By Dr. Anthony Lupo
For those who are proponents of the idea that humankind is harmfully warming the climate by adding greenhouse gasses to the earth’s atmosphere, it is also an article of faith that we can engineer our own solutions through policy prescriptions or burdensome regulations. So it is with Energy Secretary Dr. Steven Chu who claimed that we can offset a large part of the expected human-induced warming by changing roofs to white and urban surfaces to a lighter, more reflective color.
In tropical and subtropical island climes, they often use white roofs to help keep houses cooler where there are no trees to shade. The roofs are often terraced in a way to capture fresh water, often in short supply on islands. In middle to high latitudes, roofs are often white part of the year. It is called snow.
There are many real climate scientists out there who question such silly statements and are not afraid to point out that trying to modify urban areas on such a grand scale would be a very expensive endeavor while delivering a small payoff. Dr. Roy Spencer[1] convincingly demonstrates that such a prescription would offset only a very small portion of the expected CO2 emissions, and thus probably not make much of a difference in global temperatures. Dr. Lubos Motl[2] also performs some back-of-the-envelope calculations to demonstrate that the impact of Steven Chu’s prescription might result in a global temperature change on the order of 0.01C or less.

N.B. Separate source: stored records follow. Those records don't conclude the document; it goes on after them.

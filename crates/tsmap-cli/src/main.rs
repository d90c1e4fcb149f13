#![deny(clippy::all)]
#![warn(clippy::pedantic)]
#![allow(clippy::module_name_repetitions)]
#![allow(clippy::missing_errors_doc)]
#![allow(clippy::missing_panics_doc)]
#![allow(clippy::needless_pass_by_value)]
#![allow(clippy::doc_markdown)]

mod commands;
mod logging;

use clap::Parser;
use miette::Result;
use std::path::PathBuf;
use tsmap_core::Config;

#[derive(Parser, Debug)]
#[command(name = "tsmap")]
#[command(author, version, about = "Inspect tsconfig path mapping and module formats", long_about = None)]
struct Cli {
    /// Increase logging verbosity (-v for DEBUG, -vv for TRACE)
    #[arg(short, long, action = clap::ArgAction::Count, global = true)]
    verbose: u8,

    /// Emit JSON formatted output (stable, machine-readable)
    #[arg(long, global = true)]
    json: bool,

    /// Override the working directory
    #[arg(long, global = true, value_name = "PATH")]
    cwd: Option<PathBuf>,

    /// tsconfig to load (default: nearest tsconfig.json above the working directory)
    #[arg(short, long, global = true, value_name = "TSCONFIG", env = "TSMAP_PROJECT")]
    project: Option<PathBuf>,

    #[command(subcommand)]
    command: Option<Commands>,
}

#[derive(clap::Subcommand, Debug)]
enum Commands {
    /// Print version information
    Version,

    /// Show the candidate paths `paths`/`baseUrl` produce for specifiers
    Map {
        /// Specifiers as written in import/require statements
        #[arg(required = true)]
        specifiers: Vec<String>,
    },

    /// Classify files as CommonJS or ESM
    Classify {
        /// Files to classify
        #[arg(required = true)]
        files: Vec<PathBuf>,

        /// Apply Node package-scope rules (consult the nearest package.json)
        #[arg(long)]
        package_scope: bool,
    },

    /// Show the package scope (nearest package.json) of a path
    Scope {
        /// File whose scope to look up
        path: PathBuf,
    },
}

fn main() -> Result<()> {
    let cli = Cli::parse();

    // Determine working directory
    let cwd = cli
        .cwd
        .or_else(|| std::env::current_dir().ok())
        .unwrap_or_else(|| PathBuf::from("."));

    // Build config
    let config = Config::new(cwd)
        .with_verbosity(cli.verbose)
        .with_json_logs(cli.json)
        .with_project(cli.project);

    logging::init(config.verbosity, config.json_logs);

    match cli.command {
        Some(Commands::Version) | None => commands::version::run(cli.json),
        Some(Commands::Map { specifiers }) => commands::map::run(&config, &specifiers, cli.json),
        Some(Commands::Classify {
            files,
            package_scope,
        }) => commands::classify::run(&config, &files, package_scope, cli.json),
        Some(Commands::Scope { path }) => commands::scope::run(&config, &path, cli.json),
    }
}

My own critique of Dr. Chu’s statement has come a bit slower as I am generally a step or two behind many of the skeptics like those cited above. One also might ask the question; what would be the real impact of brightening urban surfaces on the current climate and even the weather. After reading Chu’s statement, I was reminded of an experiment that I’d done with a simple climate model some 15 - 20 years ago in a graduate class back at my alma mater. After doing some digging, I found this report and the data, and then reviewed what was done.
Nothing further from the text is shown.